Here is one lengthy criticism of the treaty. Look there for the details, but here are my views:
1. The Bush Administration has not negotiated the treay on a bipartisan basis. In part this is Bush’s core style, in part the Democrats have not offered much useful assistance. If the treaty passes, the "pork cost" to swing Republicans will be high.
2. The worst parts of the treaty limit anti-AIDS drugs by extending intellectual property rights to Central America too strictly. Yes drug companies will try to price discriminate, but the Brazilian solution may be better. What will happen to generic medicines in Costa Rica? Of course patent-breaking is a bad international precedent, but is Central America the relevant international tipping point for the destruction of intellectual property rights? The net effect is difficult to estimate, read more here.
3. On the other hand, sooner or later these stronger patent protections might be imposed anyway, as Central American nations develop and join the global mainstream. The question is how many people will die in the meantime.
4. More generally, the U.S. is setting bad precedent by using free trade treaties as leverage to negotiate other non-trade deals.
5. The treaty remains hostage to the interests of Big Sugar, as the sugar quota is barely weakened. Nonetheless the sugar lobby still opposes the treaty, fearing a slippery slope of further erosion of privilege. This is a good sign for the treaty.
6. Don’t worry that the agreement does little for labor rights or environmental protection in Central America. Imposing such policies, before the recipient countries are wealthy enough to support them, is usually counterproductive.
7. The net move toward free trade is relatively small.

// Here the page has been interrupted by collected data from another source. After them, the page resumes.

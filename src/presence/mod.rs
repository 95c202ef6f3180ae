//! Presence registry: who is in the room, what they are editing, and whether
//! they are still around.
//!
//! Each peer owns its record under `users/<id>` and republishes it on a
//! heartbeat. Every replica sweeps for stale peers independently and
//! tombstones the ones it evicts; concurrent evictions of the same peer write
//! the same tombstone, so replicas converge without a coordinator.

pub mod peer;

use std::collections::HashMap;
use std::sync::{Arc, Weak};
use std::time::Duration;

use parking_lot::{Mutex, RwLock};

use crate::clock::SharedClock;
use crate::config::SyncConfig;
use crate::error::{SyncError, SyncResult};
use crate::events::{Notifier, SessionEvent};
use crate::kv::{KvEntry, KvValue, ReplicatedStore};
use crate::timer::{self, TaskHandle};

pub use peer::{pick_color, EvictReason, LivenessWindows, Peer, PALETTE};

/// Child scope of the room that holds peer records.
pub const USERS_KEY: &str = "users";

pub struct PresenceRegistry {
    inner: Arc<Inner>,
}

struct Inner {
    store: ReplicatedStore,
    clock: SharedClock,
    notifier: Notifier,
    windows: LivenessWindows,
    heartbeat_every: Duration,
    peers: RwLock<HashMap<String, Peer>>,
    me: RwLock<Option<String>>,
    heartbeat: Mutex<Option<TaskHandle>>,
    background: Mutex<Vec<TaskHandle>>,
}

impl PresenceRegistry {
    /// Start observing `store` (scoped to the room's `users` child) and
    /// sweeping for stale peers. Must be called inside a tokio runtime.
    pub fn start(
        store: ReplicatedStore,
        clock: SharedClock,
        notifier: Notifier,
        config: &SyncConfig,
    ) -> Self {
        let inner = Arc::new(Inner {
            store,
            clock,
            notifier,
            windows: LivenessWindows::from(config),
            heartbeat_every: config.heartbeat_interval(),
            peers: RwLock::new(HashMap::new()),
            me: RwLock::new(None),
            heartbeat: Mutex::new(None),
            background: Mutex::new(Vec::new()),
        });

        let weak = Arc::downgrade(&inner);
        let watcher = inner.store.watch_children(move |peer_id, entry| {
            if let Some(inner) = weak.upgrade() {
                inner.apply_remote(&peer_id, entry);
            }
        });

        let weak = Arc::downgrade(&inner);
        let sweeper = timer::every(config.sweep_interval(), move || {
            let weak = weak.clone();
            async move {
                match weak.upgrade() {
                    Some(inner) => {
                        inner.sweep().await;
                        true
                    }
                    None => false,
                }
            }
        });

        inner.background.lock().extend([watcher, sweeper]);
        Self { inner }
    }

    /// Register ourselves, publish the record and start the heartbeat.
    pub async fn join(&self, name: &str) -> SyncResult<Peer> {
        let inner = &self.inner;
        if inner.store.is_read_only() {
            return Err(SyncError::ReadOnly);
        }
        if let Some(me) = self.me() {
            return Ok(me);
        }

        let id = uuid::Uuid::new_v4().simple().to_string();
        let color = {
            let peers = inner.peers.read();
            pick_color(peers.values().map(|p| p.color.as_str()), &id)
        };
        let peer = Peer::new(id.clone(), name, color, inner.clock.now_ms());

        inner.peers.write().insert(id.clone(), peer.clone());
        *inner.me.write() = Some(id);
        inner.notifier.notify(SessionEvent::PeerListChanged);
        inner.publish(&peer).await;

        let weak: Weak<Inner> = Arc::downgrade(inner);
        let heartbeat = timer::every(inner.heartbeat_every, move || {
            let weak = weak.clone();
            async move {
                match weak.upgrade() {
                    Some(inner) => inner.heartbeat().await,
                    None => false,
                }
            }
        });
        *inner.heartbeat.lock() = Some(heartbeat);

        tracing::info!(peer = %peer.id, name = %peer.name, color = %peer.color, "joined room");
        Ok(peer)
    }

    /// Apply a remote record for `peer_id`. Returns whether the list changed.
    pub fn apply_remote(&self, peer_id: &str, record: Option<&serde_json::Value>) -> bool {
        let entry = record.and_then(|raw| {
            KvEntry::from_wire(raw).or_else(|| {
                Peer::from_record(raw).map(|peer| KvEntry::new(KvValue::Json(peer.to_record()), 0))
            })
        });
        self.inner.apply_remote(peer_id, entry)
    }

    /// Evict stale peers. Returns the evicted ids.
    pub async fn sweep(&self) -> Vec<String> {
        self.inner.sweep().await
    }

    /// Tab visibility changed.
    pub async fn set_visibility(&self, visible: bool) -> SyncResult<()> {
        let now = self.inner.clock.now_ms();
        self.inner
            .update_me(|peer| {
                if visible {
                    peer.potentially_left = None;
                    peer.last_active = Some(now);
                } else {
                    peer.potentially_left = Some(now);
                }
            })
            .await
    }

    /// Window focus changed.
    pub async fn set_focus(&self, focused: bool) -> SyncResult<()> {
        let now = self.inner.clock.now_ms();
        self.inner
            .update_me(|peer| {
                if focused {
                    peer.window_blurred = None;
                    peer.last_active = Some(now);
                } else {
                    peer.window_blurred = Some(now);
                }
            })
            .await
    }

    pub async fn set_active_file(&self, document: Option<&str>) -> SyncResult<()> {
        let now = self.inner.clock.now_ms();
        let document = document.map(str::to_string);
        self.inner
            .update_me(move |peer| {
                peer.active_file = document;
                peer.last_active = Some(now);
            })
            .await
    }

    /// Peers currently editing `document`, ourselves included.
    pub fn editors_of(&self, document: &str) -> Vec<Peer> {
        self.peers()
            .into_iter()
            .filter(|peer| peer.active_file.as_deref() == Some(document))
            .collect()
    }

    /// Tombstone our record and stop the heartbeat.
    pub async fn leave(&self) -> SyncResult<()> {
        let inner = &self.inner;
        let Some(id) = inner.me.write().take() else {
            return Ok(());
        };
        inner.heartbeat.lock().take();
        inner.peers.write().remove(&id);
        inner.notifier.notify(SessionEvent::PeerListChanged);
        tracing::info!(peer = %id, "left room");
        inner.store.delete(&id).await
    }

    /// Known peers, oldest first.
    pub fn peers(&self) -> Vec<Peer> {
        let mut peers: Vec<Peer> = self.inner.peers.read().values().cloned().collect();
        peers.sort_by(|a, b| a.join_time.cmp(&b.join_time).then_with(|| a.id.cmp(&b.id)));
        peers
    }

    pub fn peer(&self, id: &str) -> Option<Peer> {
        self.inner.peers.read().get(id).cloned()
    }

    pub fn me(&self) -> Option<Peer> {
        let id = self.inner.me.read().clone()?;
        self.peer(&id)
    }

    pub fn is_joined(&self) -> bool {
        self.inner.me.read().is_some()
    }
}

impl Inner {
    fn my_id(&self) -> Option<String> {
        self.me.read().clone()
    }

    fn apply_remote(&self, peer_id: &str, entry: Option<KvEntry>) -> bool {
        // Our own record is authoritative locally; the heartbeat restores it
        // if someone else tombstoned it.
        if self.my_id().as_deref() == Some(peer_id) {
            return false;
        }

        // A record filed under another peer's key is treated as invalid.
        let peer = entry
            .and_then(|entry| Peer::from_record(&entry.value.to_json()))
            .filter(|peer| peer.id == peer_id);
        let changed = match peer {
            Some(peer) => {
                let mut peers = self.peers.write();
                if peers.get(&peer.id) == Some(&peer) {
                    false
                } else {
                    tracing::debug!(peer = %peer.id, name = %peer.name, "peer updated");
                    peers.insert(peer.id.clone(), peer);
                    true
                }
            }
            None => {
                let removed = self.peers.write().remove(peer_id).is_some();
                if removed {
                    tracing::debug!(peer = %peer_id, "peer removed");
                }
                removed
            }
        };

        if changed {
            self.notifier.notify(SessionEvent::PeerListChanged);
        }
        changed
    }

    async fn sweep(&self) -> Vec<String> {
        let now = self.clock.now_ms();
        let me = self.my_id();

        let evicted: Vec<(String, EvictReason)> = {
            let mut peers = self.peers.write();
            let doomed: Vec<(String, EvictReason)> = peers
                .values()
                .filter(|peer| me.as_deref() != Some(peer.id.as_str()))
                .filter_map(|peer| {
                    peer.eviction_reason(now, &self.windows)
                        .map(|reason| (peer.id.clone(), reason))
                })
                .collect();
            for (id, _) in &doomed {
                peers.remove(id);
            }
            doomed
        };

        if evicted.is_empty() {
            return Vec::new();
        }
        self.notifier.notify(SessionEvent::PeerListChanged);

        for (id, reason) in &evicted {
            tracing::info!(peer = %id, ?reason, "evicting peer");
            if !self.store.is_read_only() {
                // Failures are logged by the store; the next sweep retries.
                let _ = self.store.delete(id).await;
            }
        }
        evicted.into_iter().map(|(id, _)| id).collect()
    }

    /// Returns `false` once we have left, which stops the heartbeat loop.
    async fn heartbeat(&self) -> bool {
        let now = self.clock.now_ms();
        let peer = {
            let Some(id) = self.my_id() else {
                return false;
            };
            let mut peers = self.peers.write();
            let Some(peer) = peers.get_mut(&id) else {
                return false;
            };
            peer.last_active = Some(now);
            peer.clone()
        };
        self.publish(&peer).await;
        true
    }

    async fn update_me<F>(&self, change: F) -> SyncResult<()>
    where
        F: FnOnce(&mut Peer),
    {
        if self.store.is_read_only() {
            return Err(SyncError::ReadOnly);
        }
        let peer = {
            let Some(id) = self.my_id() else {
                return Ok(());
            };
            let mut peers = self.peers.write();
            let Some(peer) = peers.get_mut(&id) else {
                return Ok(());
            };
            change(peer);
            peer.clone()
        };
        self.notifier.notify(SessionEvent::PeerListChanged);
        self.store
            .set(&peer.id, KvValue::Json(peer.to_record()))
            .await
            .map(|_| ())
    }

    async fn publish(&self, peer: &Peer) {
        // Transport failures are already logged; the next heartbeat retries.
        let _ = self.store.set(&peer.id, KvValue::Json(peer.to_record())).await;
    }
}

impl Drop for PresenceRegistry {
    fn drop(&mut self) {
        self.inner.heartbeat.lock().take();
        self.inner.background.lock().clear();
    }
}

8. The biggest benefit of the treaty may be symbolic, by encouraging the Central American nations to embrace democracy more strongly and also to develop closer trade relations with each other.
9. Failure of the treaty would be a disaster, again for symbolic reasons. Trade negotiations would slow down significantly, and the age of trade agreements might be over.
The bottom line: This is probably a treaty we should pass, but it is not a treaty we should be proud of.